◆ TASK DESCRIPTION: Reproduce, word for word, every line starting at the line that contains "impl From<FnrunError> for" and ending with the final line of the entries.

[Items from a dataset]
※

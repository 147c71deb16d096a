//! Container runtime seam. `DockerRuntime` talks to a real daemon; tests script
//! behaviour through `test_utils::MockRuntime`.

use crate::parser::MAX_STDERR_BYTES;
use crate::Result;
use async_trait::async_trait;
use std::collections::HashMap;
use std::path::PathBuf;
use std::time::Duration;

#[derive(Debug, Clone, PartialEq)]
pub struct BindMount {
    pub source: PathBuf,
    pub target: String,
    pub read_only: bool,
}

impl BindMount {
    /// Docker `binds` syntax: `host:container[:ro]`.
    pub fn to_bind_string(&self) -> String {
        let mut bind = format!("{}:{}", self.source.display(), self.target);
        if self.read_only {
            bind.push_str(":ro");
        }
        bind
    }
}

#[derive(Debug, Clone, PartialEq)]
pub struct SandboxLimits {
    pub memory_bytes: i64,
    pub nano_cpus: i64,
    pub pids: i64,
    pub network_disabled: bool,
}

/// Everything needed to create one sandbox.
#[derive(Debug, Clone, PartialEq)]
pub struct SandboxSpec {
    pub name: String,
    pub image: String,
    pub command: Vec<String>,
    pub env: Vec<String>,
    pub working_dir: String,
    pub mounts: Vec<BindMount>,
    pub limits: SandboxLimits,
    pub labels: HashMap<String, String>,
}

#[derive(Debug, Clone, Copy, PartialEq, Eq)]
pub struct ExitStatus {
    pub code: i64,
    pub oom_killed: bool,
}

impl ExitStatus {
    pub fn success(&self) -> bool {
        self.code == 0 && !self.oom_killed
    }
}

#[derive(Debug, Clone, Copy, PartialEq, Eq)]
pub enum WaitOutcome {
    Exited(ExitStatus),
    TimedOut,
}

/// stdout kept from one sandbox. Anything past it fails the invocation.
pub const MAX_STDOUT_BYTES: usize = 1024 * 1024;

/// Output of one sandbox, bounded while it is collected: stdout keeps its
/// head, stderr keeps its tail.
#[derive(Debug, Clone, Default, PartialEq, Eq)]
pub struct CapturedOutput {
    pub stdout: Vec<u8>,
    pub stderr: Vec<u8>,
    /// Set once stdout went past `MAX_STDOUT_BYTES`.
    pub stdout_truncated: bool,
}

impl CapturedOutput {
    pub fn push_stdout(&mut self, chunk: &[u8]) {
        let room = MAX_STDOUT_BYTES.saturating_sub(self.stdout.len());
        if chunk.len() > room {
            self.stdout_truncated = true;
        }
        self.stdout.extend_from_slice(&chunk[..chunk.len().min(room)]);
    }

    pub fn push_stderr(&mut self, chunk: &[u8]) {
        self.stderr.extend_from_slice(chunk);
        let excess = self.stderr.len().saturating_sub(MAX_STDERR_BYTES);
        if excess > 0 {
            self.stderr.drain(..excess);
        }
    }
}

/// One resource sample of a running sandbox.
#[derive(Debug, Clone, Copy, Default, PartialEq)]
pub struct ResourceUsage {
    pub memory_mb: Option<f64>,
    pub cpu_percent: Option<f64>,
}

#[async_trait]
pub trait ContainerRuntime: Send + Sync {
    /// Makes `image` available locally, pulling it when `pull` is set.
    async fn ensure_image(&self, image: &str, pull: bool) -> Result<()>;

    /// Creates a stopped sandbox and returns its id.
    async fn create(&self, spec: &SandboxSpec) -> Result<String>;

    async fn start(&self, id: &str) -> Result<()>;

    /// Blocks until the sandbox stops.
    async fn wait(&self, id: &str) -> Result<ExitStatus>;

    async fn logs(&self, id: &str) -> Result<CapturedOutput>;

    async fn kill(&self, id: &str) -> Result<()>;

    /// Samples resource usage once. `None` when the runtime cannot tell.
    async fn stats(&self, _id: &str) -> Result<Option<ResourceUsage>> {
        Ok(None)
    }

    /// Force-removes the sandbox. Removing an unknown id succeeds.
    async fn remove(&self, id: &str) -> Result<()>;

    /// Removes every sandbox carrying `label`, returning how many were removed.
    async fn sweep(&self, _label: &str) -> Result<usize> {
        Ok(0)
    }

    /// `wait` bounded by `timeout`. The sandbox keeps running on `TimedOut`.
    async fn wait_with_timeout(&self, id: &str, timeout: Duration) -> Result<WaitOutcome> {
        match tokio::time::timeout(timeout, self.wait(id)).await {
            Ok(status) => status.map(WaitOutcome::Exited),
            Err(_) => Ok(WaitOutcome::TimedOut),
        }
    }
}
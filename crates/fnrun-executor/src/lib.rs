use bollard::errors::Error as BollardError;
use fnrun_common::FnrunError;
use thiserror::Error;

// Re-export dependencies potentially needed by consumers (like the server)
pub use bollard;
pub use fnrun_common as common;
pub use fnrun_store as store;

pub mod admission;
pub mod code_store;
pub mod config;
pub mod docker;
pub mod engine;
pub mod parser;
pub mod provisioner;
pub mod recorder;
pub mod registry;
pub mod runtime;
pub mod supervisor;
#[cfg(any(test, feature = "test-utils"))]
pub mod test_utils;

pub use admission::{AdmissionGate, AdmissionPermit};
pub use code_store::{CodeStore, FsCodeStore};
pub use config::{EngineConfig, ResourceLimits, RuntimeImages};
pub use docker::DockerRuntime;
pub use engine::Engine;
pub use registry::{Deployment, FunctionRegistry, FunctionUpdate, NewFunction};
pub use runtime::{
    CapturedOutput, ContainerRuntime, ExitStatus, ResourceUsage, SandboxSpec, WaitOutcome,
};
pub use supervisor::{ExecutionSupervisor, RunReport, SandboxGuard, SandboxState};

/// Label put on every container the engine creates.
pub const MANAGED_LABEL: &str = "fnrun.managed";
pub const FUNCTION_LABEL: &str = "fnrun.function_id";
pub const REQUEST_LABEL: &str = "fnrun.request_id";

// --- Custom Error Type ---
#[derive(Error, Debug)]
pub enum ExecutorError {
    #[error("Image {image} unavailable: {reason}")]
    ImageUnavailable { image: String, reason: String },
    #[error("Mount source missing: {0}")]
    MountSourceMissing(String),
    #[error("Container creation failed: {0}")]
    CreationFailed(#[source] BollardError),
    #[error("Container start failed: {0}")]
    StartFailed(#[source] BollardError),
    #[error("Container wait failed: {0}")]
    WaitFailed(#[source] BollardError),
    #[error("Container kill failed: {0}")]
    KillFailed(#[source] BollardError),
    #[error("Container log retrieval failed: {0}")]
    LogRetrievalFailed(#[source] BollardError),
    #[error("Container removal failed: {0}")]
    RemovalFailed(#[source] BollardError),
    #[error("Docker API error: {0}")]
    DockerApi(#[from] BollardError), // Catch-all for other bollard errors
    #[error("Runtime rejected request: {0}")]
    Rejected(String),
    #[error("Internal executor error: {0}")]
    Internal(String),
}

// Runtime failures surfacing before the handler runs are provisioning failures
impl From<ExecutorError> for FnrunError {
    fn from(err: ExecutorError) -> Self {
        match err {
            ExecutorError::ImageUnavailable { .. } => FnrunError::ImageUnavailable(err.to_string()),
            ExecutorError::MountSourceMissing(_) => FnrunError::CodeNotFound(err.to_string()),
            other => FnrunError::ProvisionFailed(other.to_string()),
        }
    }
}

// Define local Result using the crate's Error type
pub type Result<T> = std::result::Result<T, ExecutorError>;
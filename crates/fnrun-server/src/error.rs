use axum::{
    http::StatusCode,
    response::{IntoResponse, Json, Response},
};
use fnrun_common::{ErrorKind, FnrunError};
use serde_json::json;
use tracing::error;

/// Status code for a failure of the given kind, shared by API errors and
/// failed invocation responses.
pub fn status_for(kind: ErrorKind) -> StatusCode {
    match kind {
        ErrorKind::NotFound => StatusCode::NOT_FOUND,
        ErrorKind::RouteConflict | ErrorKind::AlreadyExists => StatusCode::CONFLICT,
        ErrorKind::InvalidRequest | ErrorKind::Config => StatusCode::BAD_REQUEST,
        ErrorKind::Busy => StatusCode::SERVICE_UNAVAILABLE,
        ErrorKind::TimedOut => StatusCode::GATEWAY_TIMEOUT,
        ErrorKind::CodeNotFound
        | ErrorKind::ImageUnavailable
        | ErrorKind::ProvisionFailed
        | ErrorKind::Crashed
        | ErrorKind::StoreError
        | ErrorKind::Internal => StatusCode::INTERNAL_SERVER_ERROR,
    }
}

#[derive(Debug)]
pub struct AppError(pub FnrunError);

impl From<FnrunError> for AppError {
    fn from(err: FnrunError) -> Self {
        AppError(err)
    }
}

impl IntoResponse for AppError {
    fn into_response(self) -> Response {
        let kind = self.0.kind();
        // Outside an invocation a missing handler is a missing resource
        let status = match kind {
            ErrorKind::CodeNotFound => StatusCode::NOT_FOUND,
            other => status_for(other),
        };
        if status.is_server_error() {
            error!(error = %self.0, "Request failed");
        }

        let body = json!({
            "error": self.0.to_string(),
            "kind": kind,
        });
        (status, Json(body)).into_response()
    }
}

※

◆ TASK OUTPUT:
impl From<FnrunError> for AppError {
    fn from(err: FnrunError) -> Self {
        AppError(err)
    }
}

impl IntoResponse for AppError {
    fn into_response(self) -> Response {
        let kind = self.0.kind();
        // Outside an invocation a missing handler is a missing resource
        let status = match kind {
            ErrorKind::CodeNotFound => StatusCode::NOT_FOUND,
            other => status_for(other),
        };
        if status.is_server_error() {
            error!(error = %self.0, "Request failed");
        }

        let body = json!({
            "error": self.0.to_string(),
            "kind": kind,
        });
        (status, Json(body)).into_response()
    }
}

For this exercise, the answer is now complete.